Der Staat ist ein Massenmörder, ein Dieb und ein Bankrotteuer. Zur öffentlichen Kontrolle brauchen wir als erstes kleinere Staaten – Sezession ; ggf. sollten wir es mit Private Cities probieren.

CarolusMagnus
6 Jahre her

Das ist der Anfang vom Ende. Jetzt müsste eigentlich ein (Protest)- sturm losbrechen und diese Burschen hinweg fegen!

Protestwaehler
6 Jahre her

Die totalitäre EUDSSR ist längst beschlossene Sache, da hilft auch kein Lamentieren mehr. Als nächstes werden die Wahlen abgeschafft und dann das Bargeld, und Michel wirds beklatschen, die fleißigen Helfershelfer in den Medien werden schon dafür sorgen, den Rest erledigt das Bildungssystem welches das Sklaventum zum neuen Ideal verklärt.

Franzl
6 Jahre her

Das Urteil war absehbar, da der EUGH ansonsten bis zur Entscheidung das Schaffen non Fakten hätte unterbinden müssen. Nun sind die Staatsanleihen gekauft, das Geld dafür wurde gedruckt. Einziges Mittel zur Wehr ist, die Parteien Gauweilers und der sonstigen Verantwortlichen, die die in dieser Sache Handelnden erst durch mangelnde Voraussicht ermächtigt haben, nicht mehr zu wählen.

derAlte
6 Jahre her

Herr Metzger, „Nationalstaaten abschaffen“, wer denkt denn daran? Nein, wir wählen weiter alle 4 Jahre einen Bundestag, der wählt einen Bundeskanzler, gern divers, der wählt mit seinen europäischen Kollegen eine „Europäische Kommission“, und DIE erläßt Regeln, an die sich alle halten müssen. So ist der Bundeskanzler für nichts verantwortlich und kann immer wieder gewählt werden! Spätestens, seit die Bundesregierung „versuchen“ will, Fahrverbote in Deutschland zu „erschweren“, wird doch die Skurrilität dieser Demokratie-Persiflage offenbar.
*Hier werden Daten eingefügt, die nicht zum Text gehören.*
//! Crawler coordinator - runs every configured category
//!
//! This module sequences the category sessions of one run:
//! - Building the shared HTTP services once
//! - Running each category's page loop to completion before the next
//! - Merging each category's sections behind a cover page
//! - Writing the merged document into the category directory

use crate::config::{CategoryConfig, Config};
use crate::crawler::orchestrator::{CategoryRun, CrawlOrchestrator, CrawlServices};
use crate::output::{
    artifact_file_name, write_artifact, CoverDescriptor, CrawlStatistics, DocumentMerger,
    MarkdownRenderer, SectionRenderer,
};
use crate::state::CrawlPhase;
use crate::storage::CategoryLayout;
use crate::FolioError;
use std::path::PathBuf;
use std::sync::Arc;

/// Main crawler coordinator structure
pub struct Coordinator {
    config: Config,
    services: CrawlServices,
    merger: DocumentMerger,
}

impl Coordinator {
    /// Creates a coordinator rendering with [`MarkdownRenderer`]
    ///
    /// # Returns
    ///
    /// * `Ok(Coordinator)` - Successfully created coordinator
    /// * `Err(FolioError)` - The HTTP client or search URL could not be set up
    pub fn new(config: Config) -> Result<Self, FolioError> {
        Self::with_renderer(config, Arc::new(MarkdownRenderer::new()))
    }

    /// Creates a coordinator with a custom rendering collaborator
    pub fn with_renderer(
        config: Config,
        renderer: Arc<dyn SectionRenderer>,
    ) -> Result<Self, FolioError> {
        if config.categories.is_empty() {
            return Err(FolioError::Setup("no categories to crawl".to_string()));
        }

        let services = CrawlServices::from_config(&config, renderer)?;
        let merger = DocumentMerger::new(
            config.output.attribution.clone(),
            config.output.page_width,
        );

        Ok(Self {
            config,
            services,
            merger,
        })
    }

    /// Crawls every configured category in order
    ///
    /// A category that aborts or stops on a fetch failure does not prevent
    /// the following categories from running.
    ///
    /// # Returns
    ///
    /// * `Ok(Vec<CrawlStatistics>)` - One entry per category, in config order
    /// * `Err(FolioError)` - A page loop violated its phase ordering
    pub async fn run(&self) -> Result<Vec<CrawlStatistics>, FolioError> {
        let mut results = Vec::with_capacity(self.config.categories.len());

        for category in &self.config.categories {
            let stats = self.run_category(category).await?;
            results.push(stats);
        }

        Ok(results)
    }

    async fn run_category(&self, category: &CategoryConfig) -> Result<CrawlStatistics, FolioError> {
        let layout = CategoryLayout::new(&self.config.output.category_root(&category.name));

        let orchestrator = CrawlOrchestrator::new(
            self.services.clone(),
            &self.config.crawl,
            category.clone(),
            layout.clone(),
        );
        let run = orchestrator.run().await?;

        let mut stats = run.stats.clone();
        if run.phase == CrawlPhase::Aborted {
            return Ok(stats);
        }

        if run.total_records == 0 {
            tracing::info!(
                "No records collected for '{}'; no document written",
                category.name
            );
            return Ok(stats);
        }

        stats.artifact = self.package(category, &layout, run);
        Ok(stats)
    }

    /// Merges a finished session into the category's document
    ///
    /// Rendering and write failures are logged; the crawl results already
    /// persisted in the row store are unaffected.
    fn package(
        &self,
        category: &CategoryConfig,
        layout: &CategoryLayout,
        run: CategoryRun,
    ) -> Option<PathBuf> {
        let now = chrono::Local::now();
        let cover = CoverDescriptor {
            title: self.config.output.document_title.clone(),
            category: category.name.clone(),
            total_records: run.total_records,
            generated_at: now.format("%Y-%m-%d %H:%M:%S").to_string(),
            attribution: self.config.output.attribution.clone(),
        };

        let cover_pages = match self.services.renderer.render_cover(&cover) {
            Ok(pages) => pages,
            Err(e) => {
                tracing::error!("Failed to render cover for '{}': {}", category.name, e);
                return None;
            }
        };

        let document = self.merger.merge(cover_pages, run.sections);
        let path = layout.root.join(artifact_file_name(
            &self.config.output.artifact_prefix,
            &category.name,
            &now,
        ));

        match write_artifact(&document, &path) {
            Ok(()) => Some(path),
            Err(e) => {
                tracing::error!("Failed to write {}: {}", path.display(), e);
                None
            }
        }
    }
}

/// Runs a complete crawl operation
///
/// # Example
///
/// ```no_run
/// use reddot_folio::config::load_config;
/// use reddot_folio::crawler::run_crawl;
/// use std::path::Path;
///
/// # async fn example() -> Result<(), Box<dyn std::error::Error>> {
/// let config = load_config(Path::new("folio.toml"))?;
/// let stats = run_crawl(config).await?;
/// println!("{} categories crawled", stats.len());
/// # Ok(())
/// # }
/// ```
pub async fn run_crawl(config: Config) -> Result<Vec<CrawlStatistics>, FolioError> {
    let coordinator = Coordinator::new(config)?;
    coordinator.run().await
}
//! HTTP fetcher implementation
//!
//! This module handles the search API side of the crawl:
//! - Building the shared HTTP client
//! - Issuing GET requests and classifying failures for the retry policy
//! - Building paginated search requests
//! - Parsing and validating search result entries

use crate::config::ApiConfig;
use crate::crawler::retry::RetryPolicy;
use crate::record::SearchRecord;
use crate::FolioError;
use reqwest::{Client, Response};
use serde_json::Value;
use std::time::Duration;
use url::Url;

/// Result of fetching one search page
#[derive(Debug)]
pub enum PageResult {
    /// Valid records of the page, in API order
    ///
    /// `records` is empty when every one of the `raw_count` entries failed
    /// validation.
    Records {
        records: Vec<SearchRecord>,
        raw_count: usize,
    },

    /// The API returned no entries; the category is exhausted
    EndOfResults,

    /// Retries exhausted or the body was unusable; ends the current category
    FatalError(String),
}

/// Builds the HTTP client shared by every fetcher in a run
///
/// # Arguments
///
/// * `config` - API configuration providing the user agent
/// * `timeout` - Request timeout, matching the retry policy's attempt timeout
pub fn build_http_client(config: &ApiConfig, timeout: Duration) -> Result<Client, reqwest::Error> {
    Client::builder()
        .user_agent(config.user_agent.as_str())
        .timeout(timeout)
        .connect_timeout(timeout)
        .gzip(true)
        .brotli(true)
        .build()
}

/// Sends a GET request and fails on any non-2xx status
///
/// Connection failures map to [`FolioError::Http`], client-side timeouts to
/// [`FolioError::Timeout`], and error statuses to [`FolioError::Status`];
/// all three are transient for the retry policy.
pub async fn get_checked(client: &Client, url: &str) -> Result<Response, FolioError> {
    let response = client
        .get(url)
        .send()
        .await
        .map_err(|e| classify_request_error(url, e))?;

    let status = response.status();
    if !status.is_success() {
        return Err(FolioError::Status {
            url: url.to_string(),
            status: status.as_u16(),
        });
    }

    Ok(response)
}

/// Fetches a URL and returns its body as text
pub async fn get_text(client: &Client, url: &str) -> Result<String, FolioError> {
    get_checked(client, url)
        .await?
        .text()
        .await
        .map_err(|e| classify_request_error(url, e))
}

pub(crate) fn classify_request_error(url: &str, error: reqwest::Error) -> FolioError {
    if error.is_timeout() {
        FolioError::Timeout {
            url: url.to_string(),
        }
    } else {
        FolioError::Http {
            url: url.to_string(),
            source: error,
        }
    }
}

/// Retrieves and parses pages of the search API
pub struct PageFetcher {
    client: Client,
    base_url: Url,
    site_base_url: String,
    retry: RetryPolicy,
}

impl PageFetcher {
    /// Creates a page fetcher
    ///
    /// # Returns
    ///
    /// * `Err(FolioError::UrlParse)` - `base_url` is not a valid URL
    pub fn new(
        client: Client,
        base_url: &str,
        site_base_url: &str,
        retry: RetryPolicy,
    ) -> Result<Self, FolioError> {
        Ok(Self {
            client,
            base_url: Url::parse(base_url)?,
            site_base_url: site_base_url.trim_end_matches('/').to_string(),
            retry,
        })
    }

    /// Builds the request URL for one page
    ///
    /// Filters are sent as repeated `solr[filter][]` parameters, the page as
    /// `solr[page]`, and a non-blank keyword as `solr[q]`.
    pub fn page_url(&self, page_index: u32, filters: &[String], keyword: Option<&str>) -> Url {
        let mut url = self.base_url.clone();
        {
            let mut pairs = url.query_pairs_mut();
            for filter in filters {
                pairs.append_pair("solr[filter][]", filter);
            }
            pairs.append_pair("solr[page]", &page_index.to_string());
            if let Some(keyword) = keyword.map(str::trim).filter(|k| !k.is_empty()) {
                pairs.append_pair("solr[q]", keyword);
            }
        }
        url
    }

    /// Fetches one page of search results
    ///
    /// # Arguments
    ///
    /// * `page_index` - 1-based page number
    /// * `filters` - Category filter values (zero or more)
    /// * `keyword` - Optional free-text search term
    ///
    /// # Returns
    ///
    /// A [`PageResult`]; this method never returns an error directly since
    /// every failure mode maps to `FatalError`.
    pub async fn fetch(&self, page_index: u32, filters: &[String], keyword: Option<&str>) -> PageResult {
        let url = self.page_url(page_index, filters, keyword);
        tracing::debug!("Requesting search page: {}", url);

        let client = &self.client;
        let url_str = url.as_str();
        let body = match self
            .retry
            .with_retry(url_str, move |_| get_text(client, url_str))
            .await
        {
            Ok(body) => body,
            Err(e) => {
                return PageResult::FatalError(format!("page {}: {}", page_index, e));
            }
        };

        match parse_search_page(&body, &self.site_base_url) {
            Ok(parsed) if parsed.raw_count == 0 => PageResult::EndOfResults,
            Ok(parsed) => {
                tracing::debug!(
                    "Page {}: {} entries, {} valid",
                    page_index,
                    parsed.raw_count,
                    parsed.records.len()
                );
                PageResult::Records {
                    records: parsed.records,
                    raw_count: parsed.raw_count,
                }
            }
            Err(e) => PageResult::FatalError(format!(
                "page {}: {}",
                page_index,
                FolioError::Parse {
                    url: url_str.to_string(),
                    message: e.to_string(),
                }
            )),
        }
    }
}

/// Entries of one parsed search page
#[derive(Debug, Clone)]
pub struct ParsedSearchPage {
    /// Number of entries in `result.docs` before validation
    pub raw_count: usize,

    /// Entries that passed validation, in API order
    pub records: Vec<SearchRecord>,
}

/// Parses a search API response body
///
/// A body without `result.docs` (or with a non-list value there) counts as a
/// page with zero entries. Entries missing a title, a large image URL, or a
/// detail-URL suffix are dropped with a warning.
///
/// # Returns
///
/// * `Ok(ParsedSearchPage)` - The body was valid JSON
/// * `Err(serde_json::Error)` - The body was not JSON
pub fn parse_search_page(body: &str, site_base_url: &str) -> Result<ParsedSearchPage, serde_json::Error> {
    let payload: Value = serde_json::from_str(body)?;

    let docs = match payload.pointer("/result/docs").and_then(Value::as_array) {
        Some(docs) => docs,
        None => {
            return Ok(ParsedSearchPage {
                raw_count: 0,
                records: Vec::new(),
            })
        }
    };

    let records = docs
        .iter()
        .filter_map(|doc| {
            let record = parse_entry(doc, site_base_url);
            if record.is_none() {
                tracing::warn!(
                    "Skipping entry missing title, image URL or detail URL: {}",
                    doc
                );
            }
            record
        })
        .collect();

    Ok(ParsedSearchPage {
        raw_count: docs.len(),
        records,
    })
}

fn parse_entry(doc: &Value, site_base_url: &str) -> Option<SearchRecord> {
    let title = text_at(doc, "/title");
    let image_url = text_at(doc, "/image/large");
    let suffix = text_at(doc, "/url");

    if title.is_empty() || image_url.is_empty() || suffix.is_empty() {
        return None;
    }

    let detail_url = if suffix.starts_with("http://") || suffix.starts_with("https://") {
        suffix.clone()
    } else if suffix.starts_with('/') {
        format!("{}{}", site_base_url, suffix)
    } else {
        format!("{}/{}", site_base_url, suffix)
    };

    Some(SearchRecord {
        id: Some(suffix),
        title,
        category: text_at(doc, "/data/category"),
        image_url,
        author: text_at(doc, "/meta_second"),
        year: text_at(doc, "/data/year"),
        detail_url,
    })
}

/// Reads a scalar at a JSON pointer as trimmed text; numbers are rendered,
/// anything else is empty
fn text_at(doc: &Value, pointer: &str) -> String {
    match doc.pointer(pointer) {
        Some(Value::String(s)) => s.trim().to_string(),
        Some(Value::Number(n)) => n.to_string(),
        _ => String::new(),
    }
}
Und abgeschafft wird dabei nichts, hängen ja Versorgungsposten dran. Es wurde in letzter Zeit viel über die Kosten des Brexit spekuliert, aber einen Vorteil hätten die Briten:… Mehr

Protestwaehler
6 Jahre her
Antworten an  derAlte

Anschließend erlebt die Guillotine ihre Renaissance.